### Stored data
•••••
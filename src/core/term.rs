//! Normalized word representation
//!
//! A Term stores a word in its normalized form: lowercased with leading and
//! trailing whitespace stripped. Every stored word and every lookup key goes
//! through this type, so two spellings compare equal exactly when their
//! normalized forms match.

use std::fmt;

/// A word normalized for relation lookups
///
/// Normalization is lowercasing plus trimming leading/trailing whitespace,
/// and nothing else: interior whitespace, punctuation, and accents are kept
/// as-is.
#[derive(Debug, Clone, PartialEq, Eq, Hash, PartialOrd, Ord)]
pub struct Term(String);

impl Term {
    /// Create a Term by normalizing the input
    ///
    /// Total: any string input yields a Term. An input that is empty after
    /// trimming produces an empty Term, which simply never matches an index
    /// entry.
    ///
    /// # Examples
    /// ```
    /// use homonyms::core::Term;
    ///
    /// assert_eq!(Term::new("  Bank "), Term::new("bank"));
    /// assert_eq!(Term::new("They're").as_str(), "they're");
    /// ```
    #[must_use]
    pub fn new(raw: &str) -> Self {
        Self(raw.trim().to_lowercase())
    }

    /// Get the normalized word as a string slice
    #[inline]
    #[must_use]
    pub fn as_str(&self) -> &str {
        &self.0
    }
}

impl fmt::Display for Term {
    fn fmt(&self, f: &mut fmt::Formatter<'_>) -> fmt::Result {
        write!(f, "{}", self.0)
    }
}

impl From<&str> for Term {
    fn from(raw: &str) -> Self {
        Self::new(raw)
    }
}
//! Capture pipeline state machine: Idle -> Recording -> Finalizing -> Idle.
//!
//! The recorder owns the frame buffer accumulated during a session; nothing
//! else reads or writes it. Exactly one session is ever active. Frames are
//! buffered raw during Recording and encoded in one pass at stop time, so
//! the render loop never waits on the encoder mid-session. The session
//! always returns to Idle after finalization, even when encoding fails, so
//! the next recording can be attempted.

use std::path::PathBuf;

use crate::capture::encoder::{EncodingError, VideoEncoder};
use crate::capture::trigger::CaptureCommand;
use crate::capture::FrameImage;
use crate::config::{CaptureParameters, StartPolicy};

/// Capture session status, owned and exposed by the recorder.
#[derive(Debug, Clone, Copy, PartialEq, Eq)]
pub enum CaptureStatus {
    Idle,
    Recording,
    Finalizing,
}

impl std::fmt::Display for CaptureStatus {
    fn fmt(&self, f: &mut std::fmt::Formatter<'_>) -> std::fmt::Result {
        let name = match self {
            CaptureStatus::Idle => "idle",
            CaptureStatus::Recording => "recording",
            CaptureStatus::Finalizing => "finalizing",
        };
        f.write_str(name)
    }
}

/// An operation was invoked in a status that does not permit it.
#[derive(Debug)]
pub struct CaptureStateError {
    pub operation: &'static str,
    pub status: CaptureStatus,
}

impl std::fmt::Display for CaptureStateError {
    fn fmt(&self, f: &mut std::fmt::Formatter<'_>) -> std::fmt::Result {
        write!(
            f,
            "Capture operation '{}' is invalid while {}",
            self.operation, self.status
        )
    }
}

impl std::error::Error for CaptureStateError {}

/// Errors reported to the capture pipeline's caller. These stay
/// caller-local: the render loop logs them and keeps running.
#[derive(Debug)]
pub enum CaptureError {
    State(CaptureStateError),
    Encoding(EncodingError),
}

impl std::fmt::Display for CaptureError {
    fn fmt(&self, f: &mut std::fmt::Formatter<'_>) -> std::fmt::Result {
        match self {
            CaptureError::State(e) => e.fmt(f),
            CaptureError::Encoding(e) => e.fmt(f),
        }
    }
}

impl std::error::Error for CaptureError {
    fn source(&self) -> Option<&(dyn std::error::Error + 'static)> {
        match self {
            CaptureError::State(e) => Some(e),
            CaptureError::Encoding(e) => Some(e),
        }
    }
}

impl From<CaptureStateError> for CaptureError {
    fn from(e: CaptureStateError) -> Self {
        CaptureError::State(e)
    }
}

impl From<EncodingError> for CaptureError {
    fn from(e: EncodingError) -> Self {
        CaptureError::Encoding(e)
    }
}

/// One finalized recording.
#[derive(Debug, Clone, PartialEq, Eq)]
pub struct RecordingArtifact {
    pub path: PathBuf,
    pub frame_count: u32,
    pub framerate: u32,
}

impl RecordingArtifact {
    /// Playback duration implied by the constant-framerate container.
    pub fn duration_secs(&self) -> f64 {
        f64::from(self.frame_count) / f64::from(self.framerate)
    }
}

/// The capture pipeline. Trigger-agnostic: it only exposes start, capture,
/// stop, and the [`Recorder::handle`] command entry point that policies and
/// key bindings feed.
pub struct Recorder {
    status: CaptureStatus,
    framerate: u32,
    start_policy: StartPolicy,
    output_dir: PathBuf,
    encoder: Box<dyn VideoEncoder>,
    frames: Vec<FrameImage>,
    /// Fixed at the first captured frame; later frames must match
    session_dims: Option<(u32, u32)>,
    /// Capture-timebase start timestamp of the active session, seconds
    started_at: Option<f64>,
    session_index: u32,
}

impl Recorder {
    pub fn new(params: &CaptureParameters, encoder: Box<dyn VideoEncoder>) -> Self {
        Self {
            status: CaptureStatus::Idle,
            framerate: params.framerate,
            start_policy: params.start_policy,
            output_dir: PathBuf::from(&params.output_dir),
            encoder,
            frames: Vec::new(),
            session_dims: None,
            started_at: None,
            session_index: 0,
        }
    }

    pub fn status(&self) -> CaptureStatus {
        self.status
    }

    pub fn is_recording(&self) -> bool {
        self.status == CaptureStatus::Recording
    }

    pub fn frame_count(&self) -> usize {
        self.frames.len()
    }

    pub fn framerate(&self) -> u32 {
        self.framerate
    }

    /// Capture-timebase timestamp of the active session's start, if any.
    pub fn started_at(&self) -> Option<f64> {
        self.started_at
    }

    /// Begin a session. Valid from Idle; while Recording the configured
    /// start policy decides: error, ignore, or act as a stop request.
    pub fn start(&mut self, now: f64) -> Result<Option<RecordingArtifact>, CaptureError> {
        match self.status {
            CaptureStatus::Idle => {
                self.frames.clear();
                self.session_dims = None;
                self.started_at = Some(now);
                self.status = CaptureStatus::Recording;
                log::info!("Recording started (t={:.2}s)", now);
                Ok(None)
            }
            CaptureStatus::Recording => match self.start_policy {
                StartPolicy::Error => Err(CaptureStateError {
                    operation: "start",
                    status: self.status,
                }
                .into()),
                StartPolicy::Ignore => Ok(None),
                StartPolicy::Toggle => self.stop().map(Some),
            },
            CaptureStatus::Finalizing => Err(CaptureStateError {
                operation: "start",
                status: self.status,
            }
            .into()),
        }
    }

    /// Append one rendered frame. Valid only while Recording; any other
    /// status is a state error and leaves the buffer untouched. A frame
    /// whose dimensions differ from the session's first frame is rejected
    /// (resize-during-capture policy: reject, do not pad or crop).
    pub fn capture_frame(&mut self, frame: FrameImage) -> Result<(), CaptureError> {
        if self.status != CaptureStatus::Recording {
            return Err(CaptureStateError {
                operation: "capture_frame",
                status: self.status,
            }
            .into());
        }

        let dims = (frame.width, frame.height);
        match self.session_dims {
            None => self.session_dims = Some(dims),
            Some(expected) if expected != dims => {
                return Err(EncodingError::DimensionMismatch {
                    expected,
                    actual: dims,
                }
                .into());
            }
            Some(_) => {}
        }

        self.frames.push(frame);
        Ok(())
    }

    /// End the session: encode every buffered frame at the session
    /// framerate and write one artifact file. The recorder transitions to
    /// Finalizing for the duration of the encode and returns to Idle no
    /// matter the outcome.
    pub fn stop(&mut self) -> Result<RecordingArtifact, CaptureError> {
        if self.status != CaptureStatus::Recording {
            return Err(CaptureStateError {
                operation: "stop",
                status: self.status,
            }
            .into());
        }

        self.status = CaptureStatus::Finalizing;
        let result = self.finalize();
        self.frames.clear();
        self.session_dims = None;
        self.started_at = None;
        self.status = CaptureStatus::Idle;
        result.map_err(CaptureError::from)
    }

    fn finalize(&mut self) -> Result<RecordingArtifact, EncodingError> {
        let (width, height) = match self.session_dims {
            Some(dims) if !self.frames.is_empty() => dims,
            _ => return Err(EncodingError::EmptyFrameBuffer),
        };

        self.encoder.begin(width, height, self.framerate)?;
        for frame in &self.frames {
            self.encoder.append(frame)?;
        }
        let bytes = self.encoder.finish()?;

        std::fs::create_dir_all(&self.output_dir)?;
        self.session_index += 1;
        let path = self.output_dir.join(format!(
            "recording_{:04}.{}",
            self.session_index,
            self.encoder.extension()
        ));
        std::fs::write(&path, &bytes)?;

        let artifact = RecordingArtifact {
            path,
            frame_count: self.frames.len() as u32,
            framerate: self.framerate,
        };
        log::info!(
            "Recording finished: {} frames, {:.2}s -> {}",
            artifact.frame_count,
            artifact.duration_secs(),
            artifact.path.display()
        );
        Ok(artifact)
    }

    /// Single message entry point for trigger policies and key bindings.
    pub fn handle(
        &mut self,
        command: CaptureCommand,
        now: f64,
    ) -> Result<Option<RecordingArtifact>, CaptureError> {
        match command {
            CaptureCommand::Start => self.start(now),
            CaptureCommand::Stop => self.stop().map(Some),
        }
    }
}

#[cfg(test)]
mod tests {
    use super::*;
    use crate::capture::encoder::RawSequenceEncoder;
    use crate::config::CaptureParameters;

    fn recorder_with(dir: &std::path::Path, start_policy: StartPolicy) -> Recorder {
        let params = CaptureParameters {
            output_dir: dir.to_string_lossy().into_owned(),
            start_policy,
            ..Default::default()
        };
        Recorder::new(&params, Box::new(RawSequenceEncoder::new()))
    }

    fn frame(fill: u8) -> FrameImage {
        FrameImage::new(4, 4, vec![fill; 64])
    }

    #[test]
    fn test_capture_outside_recording_is_error_and_leaves_buffer() {
        let dir = tempfile::tempdir().unwrap();
        let mut rec = recorder_with(dir.path(), StartPolicy::Error);

        let err = rec.capture_frame(frame(0)).unwrap_err();
        assert!(matches!(err, CaptureError::State(_)));
        assert_eq!(rec.frame_count(), 0);
        assert_eq!(rec.status(), CaptureStatus::Idle);
    }

    #[test]
    fn test_stop_without_start_is_error() {
        let dir = tempfile::tempdir().unwrap();
        let mut rec = recorder_with(dir.path(), StartPolicy::Error);
        assert!(matches!(rec.stop(), Err(CaptureError::State(_))));
    }

    #[test]
    fn test_full_session_produces_artifact() {
        let dir = tempfile::tempdir().unwrap();
        let mut rec = recorder_with(dir.path(), StartPolicy::Error);

        rec.start(0.0).unwrap();
        for i in 0..10 {
            rec.capture_frame(frame(i)).unwrap();
        }
        let artifact = rec.stop().unwrap();

        assert_eq!(artifact.frame_count, 10);
        assert_eq!(artifact.framerate, 60);
        assert!(artifact.path.exists());
        assert_eq!(rec.status(), CaptureStatus::Idle);

        // Header carries the frame count
        let bytes = std::fs::read(&artifact.path).unwrap();
        assert_eq!(&bytes[12..16], &10u32.to_le_bytes());
    }

    #[test]
    fn test_double_start_policy_error_preserves_frames() {
        let dir = tempfile::tempdir().unwrap();
        let mut rec = recorder_with(dir.path(), StartPolicy::Error);

        rec.start(0.0).unwrap();
        rec.capture_frame(frame(1)).unwrap();
        rec.capture_frame(frame(2)).unwrap();

        let err = rec.start(1.0).unwrap_err();
        assert!(matches!(err, CaptureError::State(_)));
        assert_eq!(rec.frame_count(), 2, "first session untouched");
        assert_eq!(rec.status(), CaptureStatus::Recording);
    }

    #[test]
    fn test_double_start_policy_ignore() {
        let dir = tempfile::tempdir().unwrap();
        let mut rec = recorder_with(dir.path(), StartPolicy::Ignore);

        rec.start(0.0).unwrap();
        rec.capture_frame(frame(1)).unwrap();
        assert!(rec.start(1.0).unwrap().is_none());
        assert_eq!(rec.frame_count(), 1);
        assert!(rec.is_recording());
    }

    #[test]
    fn test_double_start_policy_toggle_stops() {
        let dir = tempfile::tempdir().unwrap();
        let mut rec = recorder_with(dir.path(), StartPolicy::Toggle);

        rec.start(0.0).unwrap();
        rec.capture_frame(frame(1)).unwrap();
        let artifact = rec.start(1.0).unwrap().expect("toggle yields an artifact");
        assert_eq!(artifact.frame_count, 1);
        assert_eq!(rec.status(), CaptureStatus::Idle);
    }

    #[test]
    fn test_stop_with_zero_frames_is_encoding_error_and_resets() {
        let dir = tempfile::tempdir().unwrap();
        let mut rec = recorder_with(dir.path(), StartPolicy::Error);

        rec.start(0.0).unwrap();
        let err = rec.stop().unwrap_err();
        assert!(matches!(
            err,
            CaptureError::Encoding(EncodingError::EmptyFrameBuffer)
        ));
        // Session still returned to Idle; a new recording works
        assert_eq!(rec.status(), CaptureStatus::Idle);
        rec.start(2.0).unwrap();
        rec.capture_frame(frame(3)).unwrap();
        assert!(rec.stop().is_ok());
    }

    #[test]
    fn test_resize_mid_session_rejected() {
        let dir = tempfile::tempdir().unwrap();
        let mut rec = recorder_with(dir.path(), StartPolicy::Error);

        rec.start(0.0).unwrap();
        rec.capture_frame(frame(1)).unwrap();
        let odd = FrameImage::new(8, 4, vec![0; 128]);
        let err = rec.capture_frame(odd).unwrap_err();
        assert!(matches!(
            err,
            CaptureError::Encoding(EncodingError::DimensionMismatch { .. })
        ));
        // Session continues with matching frames
        rec.capture_frame(frame(2)).unwrap();
        assert_eq!(rec.frame_count(), 2);
    }

    #[test]
    fn test_sessions_number_artifacts_sequentially() {
        let dir = tempfile::tempdir().unwrap();
        let mut rec = recorder_with(dir.path(), StartPolicy::Error);

        rec.start(0.0).unwrap();
        rec.capture_frame(frame(1)).unwrap();
        let first = rec.stop().unwrap();

        rec.start(1.0).unwrap();
        rec.capture_frame(frame(2)).unwrap();
        let second = rec.stop().unwrap();

        assert_ne!(first.path, second.path);
        assert!(second
            .path
            .file_name()
            .unwrap()
            .to_string_lossy()
            .contains("0002"));
    }

    #[test]
    fn test_handle_commands() {
        let dir = tempfile::tempdir().unwrap();
        let mut rec = recorder_with(dir.path(), StartPolicy::Error);

        assert!(rec.handle(CaptureCommand::Start, 0.0).unwrap().is_none());
        rec.capture_frame(frame(1)).unwrap();
        let artifact = rec.handle(CaptureCommand::Stop, 1.0).unwrap().unwrap();
        assert_eq!(artifact.frame_count, 1);
    }

    #[test]
    fn test_artifact_duration() {
        let artifact = RecordingArtifact {
            path: PathBuf::from("x.rgba"),
            frame_count: 300,
            framerate: 60,
        };
        assert!((artifact.duration_secs() - 5.0).abs() < 1e-12);
    }
}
•••••
### Task description
Some lines in the records above contain "CaptureParameters". Count them and give the number only.

### Answer section
4